You can contribute in many ways:
Types of Contributions
Report Bugs
Report bugs at https://github.com/garymooney/qmuvi/issues.
If you are reporting a bug, please include:
Your operating system name and version.
Any details about your local setup that might be helpful in troubleshooting.
Detailed steps to reproduce the bug.
Fix Bugs
Look through the GitHub issues for bugs. Anything tagged with “bug” and “help wanted” is open to whoever wants to implement it.
Implement Features
Look through the GitHub issues for features. Anything tagged with “enhancement” and “help wanted” is open to whoever wants to implement it.
Write Documentation
qmuvi could always use more documentation, whether as part of the official qmuvi docs, in docstrings, or even on the web in blog posts, articles, and such.
Submit Feedback
The best way to send feedback is to file an issue at https://github.com/garymooney/qmuvi/issues.
If you are proposing a feature:
Explain in detail how it would work.
Keep the scope as narrow as possible, to make it easier to implement.
Remember that this is a volunteer-driven project, and that contributions are welcome :)
Get Started!
Ready to contribute? Here’s how to set up qmuvi
for local development.
Fork the
qmuvi
repo on GitHub.Clone your fork locally
$ git clone git@github.com:your_name_here/qmuvi.git
Ensure poetry is installed.
Install dependencies and start your virtualenv:
$ poetry install -E test -E doc -E dev
Create a branch for local development:
$ git checkout -b name-of-your-bugfix-or-feature
Now you can make your changes locally.
You can install qmuvi to make testing your changes easier. From the root of the local qmuvi repository, install qmuvi in editor mode using:
$ pip install -e .
You can now play around with the scripts in the Examples directory.

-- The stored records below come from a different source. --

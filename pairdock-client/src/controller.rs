use std::{
    sync::{
        Arc,
        atomic::{AtomicBool, Ordering},
    },
    time::Duration,
};

use pairdock_core::{
    ConnectionStatus, DEFAULT_SERVER_PORT, PairingPayloadBuilder, PayloadError, SecretStore,
    StatusDescriptor, describe, secret_fingerprint,
};
use thiserror::Error;
use tokio::{
    runtime::Handle,
    sync::{mpsc, watch},
    time::Instant,
};
use tracing::{debug, info, warn};

use crate::{
    address::AddressResolver,
    clipboard::ClipboardSink,
    confirmation::{COPY_CONFIRMATION_MESSAGE, COPY_CONFIRMATION_TTL, CopyConfirmation},
    render::{
        ApplyResult, CodeDisplay, CodeEncoder, CodeRenderer, DisplayedCode, RenderOptions,
        RenderOutcome,
    },
};

pub const GENERATING_MESSAGE: &str = "Generating QR…";
pub const PAYLOAD_UNAVAILABLE_MESSAGE: &str = "That doesn't look right, QR Generation failed";

/// Runtime state the payload is derived from. Changes take effect on the
/// next regeneration.
#[derive(Debug, Clone, PartialEq, Eq)]
pub struct PairingSettings {
    pub port: Option<u16>,
    pub device_name: Option<String>,
    pub network_adapter: Option<String>,
    pub plus: bool,
}

impl Default for PairingSettings {
    fn default() -> Self {
        Self {
            port: Some(DEFAULT_SERVER_PORT),
            device_name: None,
            network_adapter: None,
            plus: false,
        }
    }
}

/// One-shot "regenerate the code" flag, set by collaborators such as a
/// network-change watcher. Setting it twice before it is consumed has the
/// same effect as setting it once.
#[derive(Debug, Clone, Default)]
pub struct RefreshSignal(Arc<AtomicBool>);

impl RefreshSignal {
    pub fn new() -> Self {
        Self::default()
    }

    pub fn request(&self) {
        self.0.store(true, Ordering::Release);
    }

    pub fn is_pending(&self) -> bool {
        self.0.load(Ordering::Acquire)
    }

    fn take(&self) -> bool {
        self.0.swap(false, Ordering::AcqRel)
    }
}

pub struct Collaborators {
    pub secrets: Arc<SecretStore>,
    pub addresses: Arc<dyn AddressResolver>,
    pub clipboard: Arc<dyn ClipboardSink>,
    pub encoder: Arc<dyn CodeEncoder>,
    pub status: watch::Receiver<ConnectionStatus>,
}

#[derive(Debug, Clone)]
pub struct ScreenOptions {
    pub payload: PairingPayloadBuilder,
    pub render: RenderOptions,
    pub copy_ttl: Duration,
}

impl Default for ScreenOptions {
    fn default() -> Self {
        Self {
            payload: PairingPayloadBuilder::new(),
            render: RenderOptions::default(),
            copy_ttl: COPY_CONFIRMATION_TTL,
        }
    }
}

#[derive(Debug, Error, PartialEq, Eq)]
pub enum CopyError {
    #[error("no pairing key has been issued yet")]
    NoSecret,
    #[error("clipboard write failed: {0}")]
    Clipboard(String),
}

#[derive(Debug, Clone, Copy, PartialEq, Eq)]
pub enum ScreenUpdate {
    Code(ApplyResult),
    CopyExpired { cleared: bool },
}

/// Drives the pairing screen.
///
/// All methods run on the display context. Rendering and the copy-confirmation
/// timer run on the tokio runtime and report back through channels that
/// [`PairingScreenController::process_next_event`] and
/// [`PairingScreenController::drain_events`] consume.
pub struct PairingScreenController {
    secrets: Arc<SecretStore>,
    addresses: Arc<dyn AddressResolver>,
    clipboard: Arc<dyn ClipboardSink>,
    status: watch::Receiver<ConnectionStatus>,
    builder: PairingPayloadBuilder,
    settings: PairingSettings,
    refresh: RefreshSignal,
    renderer: CodeRenderer,
    render_rx: mpsc::UnboundedReceiver<RenderOutcome>,
    display: CodeDisplay,
    pending_token: Option<u64>,
    unavailable: Option<PayloadError>,
    copy: CopyConfirmation,
    copy_ttl: Duration,
    copy_tx: mpsc::UnboundedSender<u64>,
    copy_rx: mpsc::UnboundedReceiver<u64>,
    runtime: Handle,
}

impl PairingScreenController {
    pub fn new(
        collaborators: Collaborators,
        settings: PairingSettings,
        options: ScreenOptions,
        runtime: Handle,
    ) -> Self {
        let (render_tx, render_rx) = mpsc::unbounded_channel();
        let (copy_tx, copy_rx) = mpsc::unbounded_channel();
        let renderer = CodeRenderer::new(
            collaborators.encoder,
            options.render,
            runtime.clone(),
            render_tx,
        );

        Self {
            secrets: collaborators.secrets,
            addresses: collaborators.addresses,
            clipboard: collaborators.clipboard,
            status: collaborators.status,
            builder: options.payload,
            settings,
            refresh: RefreshSignal::new(),
            renderer,
            render_rx,
            display: CodeDisplay::new(),
            pending_token: None,
            unavailable: None,
            copy: CopyConfirmation::new(),
            copy_ttl: options.copy_ttl,
            copy_tx,
            copy_rx,
            runtime,
        }
    }

    pub fn on_mount(&mut self) -> Option<u64> {
        debug!("pairing screen mounted");
        self.regenerate()
    }

    pub fn on_tap(&mut self) -> Option<u64> {
        self.regenerate()
    }

    /// Regenerates if the refresh signal was raised since the last poll.
    pub fn poll_refresh_signal(&mut self) -> bool {
        if !self.refresh.take() {
            return false;
        }
        debug!("external refresh requested");
        self.regenerate();
        true
    }

    pub fn refresh_signal(&self) -> RefreshSignal {
        self.refresh.clone()
    }

    /// Checks the endpoint and submits the payload for rendering. The secret
    /// is read, and issued if needed, on the render worker.
    /// Returns the render token, or `None` when no endpoint is known.
    pub fn regenerate(&mut self) -> Option<u64> {
        let address = self
            .addresses
            .resolve_local_address(self.settings.network_adapter.as_deref());

        let (address, port) = match self.builder.endpoint(address.as_deref(), self.settings.port)
        {
            Ok((address, port)) => (address.to_owned(), port),
            Err(err) => {
                warn!("cannot build pairing payload: {}", err);
                // Nothing in flight may land on screen for an endpoint we no
                // longer have.
                self.renderer.invalidate();
                self.display.clear();
                self.pending_token = None;
                self.unavailable = Some(err);
                return None;
            }
        };

        self.unavailable = None;
        let secrets = Arc::clone(&self.secrets);
        let builder = self.builder.clone();
        let device_name = self.settings.device_name.clone();
        let plus = self.settings.plus;
        let log_address = address.clone();
        let token = self.renderer.request_render_with(move || {
            let secret = secrets.get();
            debug!(fingerprint = %secret_fingerprint(&secret), "composing pairing payload");
            let payload = builder.build_string(
                Some(&address),
                Some(port),
                device_name.as_deref(),
                plus,
                &secret,
            )?;
            Ok(payload)
        });
        self.pending_token = Some(token);
        info!(token, address = %log_address, port, "pairing code requested");
        Some(token)
    }

    pub fn copy_secret(&mut self) -> Result<(), CopyError> {
        let secret = self
            .secrets
            .peek()
            .filter(|s| !s.is_empty())
            .ok_or(CopyError::NoSecret)?;
        if let Err(err) = self.clipboard.set_text(&secret) {
            warn!("copying pairing key failed: {}", err);
            return Err(CopyError::Clipboard(err));
        }

        let ticket = self.copy.show(COPY_CONFIRMATION_MESSAGE);
        let copy_tx = self.copy_tx.clone();
        // Deadline is fixed at copy time, not when the timer task first runs.
        let deadline = Instant::now() + self.copy_ttl;
        self.runtime.spawn(async move {
            tokio::time::sleep_until(deadline).await;
            let _ = copy_tx.send(ticket);
        });
        info!(fingerprint = %secret_fingerprint(&secret), "pairing key copied");
        Ok(())
    }

    /// Rotates the secret. Devices paired with the old one must pair again.
    pub fn reset_secret(&mut self) -> Option<u64> {
        let previous = self.secrets.peek().map(|s| secret_fingerprint(&s));
        self.secrets.reset();
        info!(previous = ?previous, "pairing key reset");
        self.regenerate()
    }

    /// Waits for the next render result or copy timer and applies it.
    pub async fn process_next_event(&mut self) -> Option<ScreenUpdate> {
        tokio::select! {
            Some(outcome) = self.render_rx.recv() => Some(self.apply_render(outcome)),
            Some(ticket) = self.copy_rx.recv() => Some(self.apply_copy_expiry(ticket)),
            else => None,
        }
    }

    /// Applies everything already delivered without waiting.
    pub fn drain_events(&mut self) -> Vec<ScreenUpdate> {
        let mut updates = Vec::new();
        while let Ok(outcome) = self.render_rx.try_recv() {
            updates.push(self.apply_render(outcome));
        }
        while let Ok(ticket) = self.copy_rx.try_recv() {
            updates.push(self.apply_copy_expiry(ticket));
        }
        updates
    }

    fn apply_render(&mut self, outcome: RenderOutcome) -> ScreenUpdate {
        let token = outcome.token;
        let result = self.display.apply(outcome, &self.renderer);
        if result != ApplyResult::Stale && self.pending_token == Some(token) {
            self.pending_token = None;
        }
        ScreenUpdate::Code(result)
    }

    fn apply_copy_expiry(&mut self, ticket: u64) -> ScreenUpdate {
        let cleared = self.copy.expire(ticket);
        if !cleared {
            debug!(ticket, "copy confirmation superseded");
        }
        ScreenUpdate::CopyExpired { cleared }
    }

    pub fn render_pending(&self) -> bool {
        self.pending_token.is_some()
    }

    pub fn displayed_code(&self) -> Option<&DisplayedCode> {
        self.display.current()
    }

    /// Text shown in place of the code, if any.
    pub fn placeholder(&self) -> Option<&'static str> {
        if self.unavailable.is_some() {
            Some(PAYLOAD_UNAVAILABLE_MESSAGE)
        } else if self.display.current().is_none() {
            Some(GENERATING_MESSAGE)
        } else {
            None
        }
    }

    pub fn unavailable_reason(&self) -> Option<&PayloadError> {
        self.unavailable.as_ref()
    }

    pub fn copy_available(&self) -> bool {
        self.secrets.peek().is_some_and(|s| !s.is_empty())
    }

    pub fn copy_message(&self) -> Option<&str> {
        self.copy.message()
    }

    /// False once every sender of the status feed is gone, i.e. nothing is
    /// reporting server state any more.
    pub fn status_feed_connected(&self) -> bool {
        self.status.has_changed().is_ok()
    }

    pub fn status(&self) -> StatusDescriptor {
        describe(&self.status.borrow())
    }

    /// Resolves when the connection server reports a new status; `None` once
    /// the server side has gone away.
    pub async fn next_status(&mut self) -> Option<StatusDescriptor> {
        self.status.changed().await.ok()?;
        Some(describe(&self.status.borrow_and_update()))
    }

    pub fn settings(&self) -> &PairingSettings {
        &self.settings
    }

    pub fn settings_mut(&mut self) -> &mut PairingSettings {
        &mut self.settings
    }

    pub fn renderer(&self) -> &CodeRenderer {
        &self.renderer
    }
}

When you’re done making changes, you can locally check that your changes pass the test with Python 3.10 by using tox
$ tox -e py310
or using docker by running the “docker-build-image.bat” and “docker-run-image-test.bat” batch scripts (or the macos/linux equivalent).
Commit your changes and push your branch to GitHub:
$ git add .
$ git commit -m "Your detailed description of your changes."
$ git push origin name-of-your-bugfix-or-feature
Submit a pull request through the GitHub website.
VSCode Environment Setup (optional)
Install EditorConfig for VS Code extension to automatically read the .editorconfig file.
Pull Request Guidelines
Before you submit a pull request, check that it meets these guidelines:
The pull request should pass all of the
tox
tests. This includes linter, Python 3.10 and Python 3.11. Make sure that the tests pass by checking https://github.com/garymooney/qmuvi/actionsIf the pull request adds functionality, the docs should be updated. Put your new functionality into a function with a docstring, and add the feature to the list in README.md.
Deploying
A reminder for the maintainers on how to deploy. Make sure all of the changes have been committed and tests have passed successfully. Update the version number in the pyproject.toml file. Then run:
$ poetry publish --username PYPI_USERNAME --password PYPI_PASSWORD
Github Actions will then deploy to PyPI if tests pass.